■ **Exercise objective**
Retrieve all lines below that have the string "SolverTolerances".

■ **Dataset records**
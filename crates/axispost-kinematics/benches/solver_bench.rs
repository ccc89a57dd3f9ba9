use axispost_core::{Point3, Vector3};
use axispost_kinematics::{
    ContinuitySelector, ContinuityState, KinematicSolver, SelectContext, SolveRequest,
    SolverTolerances,
};
use axispost_machine::Machine;
use axispost_settings::PostParameters;
use criterion::{black_box, criterion_group, criterion_main, Criterion};

fn orientations(n: usize) -> Vec<Vector3<f64>> {
    (0..n)
        .map(|i| {
            let t = i as f64 / n as f64;
            let tilt = 0.6 * (t * 7.0).sin();
            let azimuth = t * std::f64::consts::TAU * 3.0;
            Vector3::new(
                tilt.sin() * azimuth.cos(),
                tilt.sin() * azimuth.sin(),
                tilt.cos(),
            )
        })
        .collect()
}

fn bench_solve(c: &mut Criterion) {
    let five = Machine::default_five_axis().expect("default 5-axis machine");
    let six = Machine::default_six_axis_contour().expect("default 6-axis machine");
    let dirs = orientations(1000);

    c.bench_function("solve_five_axis_1000", |b| {
        let solver = KinematicSolver::new(&five, SolverTolerances::default());
        b.iter(|| {
            for o in &dirs {
                let _ = black_box(solver.solve(&SolveRequest::new(*o)));
            }
        })
    });

    c.bench_function("solve_six_axis_1000", |b| {
        let solver = KinematicSolver::new(&six, SolverTolerances::default());
        b.iter(|| {
            for o in &dirs {
                let saw = o.cross(&Vector3::z()).try_normalize(1e-9).unwrap_or_else(Vector3::x);
                let request = SolveRequest::new(*o).with_saw(Some(saw));
                let _ = black_box(solver.solve(&request));
            }
        })
    });
}

fn bench_select(c: &mut Criterion) {
    let machine = Machine::default_five_axis().expect("default 5-axis machine");
    let params = PostParameters::default();
    let dirs = orientations(1000);
    let part = Point3::origin();

    c.bench_function("select_five_axis_1000", |b| {
        let selector = ContinuitySelector::new(&machine, &params, 50.0);
        b.iter(|| {
            let mut state = ContinuityState::new();
            for (i, o) in dirs.iter().enumerate() {
                let request = selector.request_for(*o, None, &state);
                if let Ok(solution) = selector.solver().solve(&request) {
                    let _ = black_box(selector.select(&solution, &SelectContext::new(&part, i), &mut state));
                }
            }
        })
    });
}

criterion_group!(benches, bench_solve, bench_select);
criterion_main!(benches);
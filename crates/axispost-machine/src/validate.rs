//! Construction-time checks for machine definitions
//!
//! Every check fails with a [`ConfigurationError`] so a malformed machine is
//! rejected before any move is solved.

use axispost_core::geometry::{are_parallel, normalized, PARALLEL_TOL};
use axispost_core::{ConfigurationError, Matrix3, Vector3};

use crate::axis::{rotary_axis_name, translation_axis_name, RotaryAxis, TranslationAxes};

/// Determinant magnitude below which translation directions count as coplanar
const COPLANAR_TOL: f64 = 1e-9;

/// Unit vector along `v` or a null-vector error naming `what`
pub fn unit_or_err(v: &Vector3<f64>, what: &str) -> Result<Vector3<f64>, ConfigurationError> {
    normalized(v).ok_or_else(|| ConfigurationError::NullVector {
        what: what.to_string(),
    })
}

pub fn check_limits(axis: &str, min: f64, max: f64) -> Result<(), ConfigurationError> {
    if min > max {
        return Err(ConfigurationError::InvertedLimit {
            axis: axis.to_string(),
            min,
            max,
        });
    }
    Ok(())
}

/// Normalize a rotary axis and check its limits
pub fn normalize_rotary(axis: &RotaryAxis, index: usize) -> Result<RotaryAxis, ConfigurationError> {
    let name = rotary_axis_name(index);
    let direction = unit_or_err(&axis.direction, &format!("rotary axis {} direction", name))?;
    check_limits(&name, axis.min_deg, axis.max_deg)?;
    Ok(RotaryAxis {
        direction,
        ..axis.clone()
    })
}

/// Normalize translation directions, check limits, and return `D^-1`
/// where the columns of `D` are the axis directions
pub fn normalize_translation(
    axes: &TranslationAxes,
) -> Result<(TranslationAxes, Matrix3<f64>), ConfigurationError> {
    let mut out = axes.clone();
    for i in 0..3 {
        let name = translation_axis_name(i);
        out.directions[i] =
            unit_or_err(&axes.directions[i], &format!("translation axis {} direction", name))?;
        check_limits(name, axes.min[i], axes.max[i])?;
    }
    let d = Matrix3::from_columns(&out.directions);
    if d.determinant().abs() < COPLANAR_TOL {
        return Err(ConfigurationError::DegenerateTranslationAxes);
    }
    let inverse = d
        .try_inverse()
        .ok_or(ConfigurationError::DegenerateTranslationAxes)?;
    Ok((out, inverse))
}

pub fn check_not_parallel(
    a: &Vector3<f64>,
    b: &Vector3<f64>,
    first: usize,
    second: usize,
) -> Result<(), ConfigurationError> {
    if are_parallel(a, b, PARALLEL_TOL) {
        return Err(ConfigurationError::ParallelRotaryAxes { first, second });
    }
    Ok(())
}

/// A rotary axis that has to tilt the spindle must not lie along it
pub fn check_spindle_not_along(
    spindle: &Vector3<f64>,
    axis_dir: &Vector3<f64>,
    axis: usize,
) -> Result<(), ConfigurationError> {
    if are_parallel(spindle, axis_dir, PARALLEL_TOL) {
        return Err(ConfigurationError::SpindleParallelToAxis { axis });
    }
    Ok(())
}

/// Normalize a saw direction and reject one along the spindle
pub fn normalize_saw(
    saw: &Vector3<f64>,
    spindle: &Vector3<f64>,
) -> Result<Vector3<f64>, ConfigurationError> {
    let saw = unit_or_err(saw, "saw direction")?;
    if are_parallel(&saw, spindle, PARALLEL_TOL) {
        return Err(ConfigurationError::SawParallelToSpindle);
    }
    Ok(saw)
}

#[cfg(test)]
mod tests {
    use super::*;

    #[test]
    fn test_null_vector_named() {
        let err = unit_or_err(&Vector3::zeros(), "spindle direction").unwrap_err();
        assert_eq!(
            err,
            ConfigurationError::NullVector {
                what: "spindle direction".to_string()
            }
        );
    }

    #[test]
    fn test_inverted_rotary_limits() {
        let axis = crate::axis::RotaryAxis::new(Vector3::z(), crate::axis::Mounting::Head)
            .with_limits(10.0, -10.0);
        let err = normalize_rotary(&axis, 1).unwrap_err();
        assert!(matches!(err, ConfigurationError::InvertedLimit { ref axis, .. } if axis == "R2"));
    }

    #[test]
    fn test_coplanar_translation_axes() {
        let mut axes = TranslationAxes::default();
        axes.directions[2] = Vector3::new(1.0, 1.0, 0.0);
        assert_eq!(
            normalize_translation(&axes).unwrap_err(),
            ConfigurationError::DegenerateTranslationAxes
        );
    }

    #[test]
    fn test_translation_inverse_for_skewed_axes() {
        let mut axes = TranslationAxes::default();
        axes.directions[0] = Vector3::new(2.0, 0.0, 0.0);
        let (norm, inv) = normalize_translation(&axes).unwrap();
        assert!((norm.directions[0].norm() - 1.0).abs() < 1e-12);
        assert!((inv - Matrix3::identity()).norm() < 1e-12);
    }

    #[test]
    fn test_saw_along_spindle_rejected() {
        assert_eq!(
            normalize_saw(&Vector3::new(0.0, 0.0, -2.0), &Vector3::z()).unwrap_err(),
            ConfigurationError::SawParallelToSpindle
        );
        assert!(normalize_saw(&Vector3::x(), &Vector3::z()).is_ok());
    }
}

■ **Output of the task**
    SolverTolerances,
        let solver = KinematicSolver::new(&five, SolverTolerances::default());
        let solver = KinematicSolver::new(&six, SolverTolerances::default());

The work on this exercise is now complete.